Comidas que engordan o… adelgazan: esas papas de más

Si quiere ensanchar su cintura y que su estómago sobresalga por encima del cinturón, coma papas fritas, tome gaseosas y dése otros placeres que se pagan en libras y kilos.

Científicos midieron cuántas libras se ganan con diversos alimentos y cuántas se pierden con otros y hallaron cosas sorprendentes.

Para perder peso tome yogurt, coma frutas y nueces y vegetales.

El reporte apareció en el New England Journal of Medicine.

“La sabiduría popular recomienda que todo con moderación, enfocada en las calorías consumidas antes que en la calidad de lo que es consumido”, recordó Dariush Mozaffarian, coautor del estudio y cardiólogo en Harvard Medical School and Brigham and Women’s Hospital en Boston. “Nuestros resultados demuestran que la calidad de la dieta -los tipos de comidas y bebidas que uno consume- están fuertemente relacionados con el peso que ganamos.

Vayamos al grano. O al corazón de la barriga.

Con sus colegas, combinaron datos de tres encuestas de larga duración entre 1986 y 2006 que incluían más de 22.000 hombres y casi 100.000 mujeres. La información del peso, la dieta y el estilo de vida recogida en las encuestas permitió calcular el efecto de alimentos específicos.

Ninguno de los participantes era obeso ni tenía algún problema médico serio y no se le pidió seguir una dieta.

Los investigadores monitorearon toda ganancia o pérdida de peso en intervalos de 4 años. En promedio, los participantes habían ganado 3,35 libras en cada corte de cuentas.

Las papas aparecieron como culpables grandes. Una sola porción de papas en la dieta diaria daba 1,69 libras de más en los cuatro años. Las papas fritas respondían por 3,55 libras. Una sola bebida gaseosa con azúcar al día añadía 1 libra en cuatro años.
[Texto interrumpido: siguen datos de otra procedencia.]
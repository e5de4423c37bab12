// Application actions.
//
// One enum for everything that can happen: host lifecycle, the plugin's
// global state slice, and the settings dialog's completions. Components
// translate input into actions; the store reduces the slice actions; the
// shell routes the rest.

use ewslink_api::{ConnectionTestResult, Credentials};

/// Every action the application can dispatch.
#[derive(Debug, Clone)]
pub enum Action {
    // ── Host lifecycle ──────────────────────────────────────────────
    /// Stop the event loop and exit.
    Quit,
    /// Periodic tick for animations.
    Tick,
    /// Redraw the UI.
    Render,
    /// Terminal resized to (width, height).
    Resize(u16, u16),

    // ── Plugin state slice ──────────────────────────────────────────
    /// Open the Exchange settings dialog.
    OpenSettings,
    /// Close the Exchange settings dialog.
    CloseSettings,
    /// Record credentials the server accepted.
    SetCredentials(Credentials),
    /// Record that a connection test was requested.
    TestConnection(Credentials),

    // ── Settings dialog completions ─────────────────────────────────
    /// A connection test finished. `revision` is the form revision the
    /// request was started under; the dialog discards stale completions.
    SettingsTestResult {
        revision: u64,
        result: ConnectionTestResult,
    },
    /// A credential save finished.
    SettingsSaveResult {
        revision: u64,
        result: ConnectionTestResult,
    },
    /// The post-save timer fired; close the dialog if nothing changed.
    SettingsAutoClose { revision: u64 },
}
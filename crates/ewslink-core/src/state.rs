use ewslink_api::{ConnectionTestResult, Credentials};

/// The plugin's slice of host state.
///
/// Mutated only by [`crate::reduce`]; read through the store handle the
/// host returns at reducer registration.
#[derive(Debug, Clone, Default)]
pub struct PluginState {
    /// Whether the settings dialog is open.
    pub is_settings_open: bool,
    /// Last credentials the server accepted, if any.
    pub credentials: Option<Credentials>,
    /// Set when a connection test is requested. No action clears it --
    /// the dialog keeps its own in-flight flags and this field is a
    /// record, not a busy indicator.
    pub is_testing_connection: bool,
    /// Last connection test outcome; cleared when the dialog closes or a
    /// new test starts.
    pub connection_test_result: Option<ConnectionTestResult>,
}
La mantequilla, los granos refinados, los postres, las carnes rojas o las procesadas, el jugo de frutas, las comidas fritas o aquellas con grasas trans añadían menos peso.

Otros alimentos parecían ayudar a rebajar. Adicionar una porción diaria de yogurt eliminaba una libra en los 4 años, mientras que una se nueces o frutas fue asociada con una pérdida de cerca de media libra por año. Una porción adicional de granos integrales, vegetales o gaseosa dietética reducía el peso ligeramente.

Los cambios en la ingestión de productos lácteos distintos a la mantequilla y el yogurt, fueran bajos en grasa o no, parecían tener poco efecto en el peso.

Una libra acá y otra allá no parece ser gran problema, pero la ganancia de peso en la edad media es gradual a menudo y las personas no lo advierten hasta que han ganado una cantidad apreciable, dijo Mozaffarian. “Esas pequeñas cantidades es lo que están causando la epidemia de obesidad”.